Si quiera por el cine norteamericano -que ha hecho célebre el estadounidense Miranda Warning o "advertencia Miranda"- sabemos que tenemos derecho a guardar silencio, una garantía reconocida y garantizada en el artículo 24 de la Constitución Española (también, con matices, por la doctrina del Tribunal Constitucional o el Tribunal Europeo de Derechos Humanos) y que trae causa de la evitación de torturas para obtener, a toda costa, una confesión de la persona investigada.
El silencio como garantía constitucional, como derecho fundamental que puede ejercitarse en el legítimo ejercicio de la defensa penal.
Por esa razón ni Dani Mateo ni ninguna otra persona imputada o investigada se niega a declarar ante un juez, sino que, simple y llanamente se acoge a su derecho a no declarar.
Nadie puede ya desconocer que el lenguaje nunca es ni inocuo ni neutral, que responde a intereses de parte.
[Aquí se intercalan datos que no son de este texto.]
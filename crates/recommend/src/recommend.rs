//! Recommendation entry point.

use cinematch_table::{MovieCatalog, PersonalRatings, RatingsTable};
use tracing::{debug, info};

use crate::average::average_ratings;
use crate::error::RecommendError;
use crate::genre::genre_winners;
use crate::result::{Recommendation, Recommendations};
use crate::unseen::unseen_titles;

/// Maps selected critic names to their column positions.
///
/// An empty selection maps to no columns.
fn resolve_selection(
    critics: &RatingsTable,
    selected: &[String],
) -> Result<Vec<usize>, RecommendError> {
    let mut columns = Vec::with_capacity(selected.len());
    for name in selected {
        let column = critics
            .rater_index(name)
            .ok_or_else(|| RecommendError::UnknownRater { name: name.clone() })?;
        if columns.contains(&column) {
            return Err(RecommendError::DuplicateRater { name: name.clone() });
        }
        columns.push(column);
    }
    Ok(columns)
}

/// Recommends the best-rated unseen titles of every genre.
///
/// # Arguments
///
/// * `critics`: critics' ratings
/// * `personal`: the user's ratings; every listed title counts as seen
/// * `selected`: critics whose ratings are averaged (usually the output of
///   `cinematch_similarity::closest_critics`)
/// * `catalog`: genre, year and runtime per title
///
/// Unseen titles that none of the selected critics rated, and rated titles
/// missing from the catalog, are skipped and counted in the result. With an
/// empty `selected` list no title has an average, so the result is empty and
/// every unseen title counts as undefined.
///
/// # Errors
///
/// Returns [`RecommendError`] if `selected` names a column that is not a
/// rater or repeats a critic.
pub fn recommend(
    critics: &RatingsTable,
    personal: &PersonalRatings,
    selected: &[String],
    catalog: &MovieCatalog,
) -> Result<Recommendations, RecommendError> {
    let columns = resolve_selection(critics, selected)?;

    // Step 1: Unseen titles
    let unseen = unseen_titles(critics, personal);
    let n_unseen = unseen.len();

    // Step 2: Mean of the selected critics per unseen title
    let averaged = average_ratings(critics, &unseen, &columns);

    // Step 3: Join with the catalog
    let mut joined = Vec::with_capacity(averaged.rated.len());
    let mut n_catalog_miss = 0;
    for (title, avg) in averaged.rated {
        match catalog.get(title) {
            Some(movie) => joined.push(Recommendation::from_movie(movie, avg)),
            None => {
                debug!(title, "title not in movie catalog, skipping");
                n_catalog_miss += 1;
            }
        }
    }

    // Step 4: Best rated per genre
    let items = genre_winners(joined);

    info!(
        n_unseen,
        n_undefined_average = averaged.n_undefined,
        n_catalog_miss,
        n_recommended = items.len(),
        "built recommendations"
    );

    Ok(Recommendations::new(
        items,
        n_unseen,
        averaged.n_undefined,
        n_catalog_miss,
    ))
}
Mucho más ahora, que todo lo que parecía sólido se desvanece en el aire, que algunas palabras son simples cascarones vacíos de contenido y corren el riesgo de quedar reducidas a meros artefactos para evocar emociones, despojadas ya de su valor como instrumentos para dialogar o pensar (acaso conceptos sinónimos).
Evitar que germine el silencio -entendido como amparo o refugio- o tratar de devaluarlo -cuando lo entendemos como derecho procesal- utilizando ruido, puro y duro ruido, nos deja a la intemperie, al capricho de quienes detestan la, necesaria, disidencia. Obligarnos a confesar (y confesarnos) sin descanso se parece a desnudarnos continuamente, a ofrecer nuestras debilidades a quienes pueden sacar provecho de ello.
Es urgente no quedarse con los brazos cruzados. Nos toca poner el grito en el cielo para evitar que sigamos perdiendo nuestros espacios de libertad. De otro modo, el silencio nos haría cómplices. Paradojas de estos días extraños.
Ya nos advirtió el poeta: con tanto ruido no se oye el ruido del mar.